Task directions:
Repeat the lines from the line with "impl fmt::Display for" to the line with "fn serialize<S: Serializer>(&self, serializer: S)" in the listing below, keeping both end lines and adding nothing.

Records supplied:
use crate::engine::core::fact::FactTable;
use crate::engine::core::filter::Expression;
use crate::engine::core::read::aggregate::plan::AggregateRequest;
use crate::engine::core::table::Table;
use crate::engine::errors::QueryError;
use crate::engine::query::outcome::IndexedOutcome;

/// The loaded fact table and its dimension lookup tables.
#[derive(Debug, Clone)]
pub struct Catalog {
    pub fact: FactTable,
    pub dimensions: Vec<Table>,
}

impl Catalog {
    pub fn new(fact: FactTable, dimensions: Vec<Table>) -> Self {
        Self { fact, dimensions }
    }

    pub fn dimension(&self, name: &str) -> Option<&Table> {
        self.dimensions.iter().find(|t| t.name() == name)
    }

    /// Dimension tables named by the expression, in first-mention order.
    pub fn referenced_dimensions(&self, expression: &Expression) -> Vec<&Table> {
        let mut tables: Vec<&Table> = Vec::new();
        for predicate in expression.predicates() {
            if tables.iter().any(|t| t.name() == predicate.column) {
                continue;
            }
            if let Some(table) = self.dimension(&predicate.column) {
                tables.push(table);
            }
        }
        tables
    }

    /// Bitmap-path evaluation with the referenced dimensions resolved here.
    pub fn evaluate_with_index(
        &self,
        expression: &Expression,
        requests: &[AggregateRequest],
    ) -> Result<IndexedOutcome, QueryError> {
        let dimensions = self.referenced_dimensions(expression);
        self.fact.evaluate_with_index(&dimensions, expression, requests)
    }
}
pub mod command;
pub mod engine;
pub mod loader;
pub mod logging;
pub mod shared;

#[cfg(test)]
#[path = "../tests/helpers/mod.rs"]
pub mod test_helpers;
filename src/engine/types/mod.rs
use std::fmt;
use std::hash::{Hash, Hasher};

use serde::{Serialize, Serializer};

/// A single table cell, classified once at load time.
///
/// The raw text is always retained: equality, hashing and predicate
/// matching are defined on the text, while aggregation only reads the
/// parsed value of `Numeric` cells. Only finite numbers are `Numeric`;
/// `NaN` and the infinities stay text.
#[derive(Debug, Clone)]
pub enum CellValue {
    Numeric { text: String, value: f64 },
    Text(String),
}

impl CellValue {
    pub fn parse(raw: &str) -> Self {
        let text = raw.trim();
        match text.parse::<f64>() {
            Ok(value) if value.is_finite() => CellValue::Numeric {
                text: text.to_string(),
                value,
            },
            _ => CellValue::Text(text.to_string()),
        }
    }

    #[inline]
    pub fn as_str(&self) -> &str {
        match self {
            CellValue::Numeric { text, .. } => text,
            CellValue::Text(text) => text,
        }
    }

    #[inline]
    pub fn as_f64(&self) -> Option<f64> {
        match self {
            CellValue::Numeric { value, .. } => Some(*value),
            CellValue::Text(_) => None,
        }
    }

    pub fn is_numeric(&self) -> bool {
        matches!(self, CellValue::Numeric { .. })
    }
}

impl PartialEq for CellValue {
    fn eq(&self, other: &Self) -> bool {
        self.as_str() == other.as_str()
    }
}

impl Eq for CellValue {}

impl Hash for CellValue {
    fn hash<H: Hasher>(&self, state: &mut H) {
        self.as_str().hash(state);
    }
}

impl PartialEq<str> for CellValue {
    fn eq(&self, other: &str) -> bool {
        self.as_str() == other
    }
}

impl fmt::Display for CellValue {
    fn fmt(&self, f: &mut fmt::Formatter<'_>) -> fmt::Result {
        f.write_str(self.as_str())
    }
}

impl From<&str> for CellValue {
    fn from(value: &str) -> Self {
        CellValue::parse(value)
    }
}

impl From<String> for CellValue {
    fn from(value: String) -> Self {
        CellValue::parse(&value)
    }
}

impl Serialize for CellValue {
    fn serialize<S: Serializer>(&self, serializer: S) -> Result<S::Ok, S::Error> {
        serializer.serialize_str(self.as_str())
    }
}

/// A table row: one cell per column, in column order.
pub type Row = Vec<CellValue>;
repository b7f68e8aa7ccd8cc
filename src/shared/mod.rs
pub mod config;
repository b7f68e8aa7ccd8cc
use rand::SeedableRng;
use rand::rngs::StdRng;

use crate::test_helpers::factories::FactTableFactory;
use crate::test_helpers::factory::Factory;

#[test]
fn test_random_expressions_only_use_indexed_values() {
    let fact = FactTableFactory::random(64, 2).create();
    let mut rng = StdRng::seed_from_u64(8);
    let factory = Factory::expression(&fact)
        .with_max_groups(4)
        .with_max_predicates(2);

    for _ in 0..30 {
        let expr = factory.random(&mut rng);
        assert!(expr.groups().len() <= 4);
        for group in expr.groups() {
            assert!(group.predicates().len() <= 2);
        }
        for p in expr.predicates() {
            assert!(fact.index(&p.column).unwrap().contains(&p.value));
        }
    }
}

Solution:
impl fmt::Display for CellValue {
    fn fmt(&self, f: &mut fmt::Formatter<'_>) -> fmt::Result {
        f.write_str(self.as_str())
    }
}

impl From<&str> for CellValue {
    fn from(value: &str) -> Self {
        CellValue::parse(value)
    }
}

impl From<String> for CellValue {
    fn from(value: String) -> Self {
        CellValue::parse(&value)
    }
}

impl Serialize for CellValue {
    fn serialize<S: Serializer>(&self, serializer: S) -> Result<S::Ok, S::Error> {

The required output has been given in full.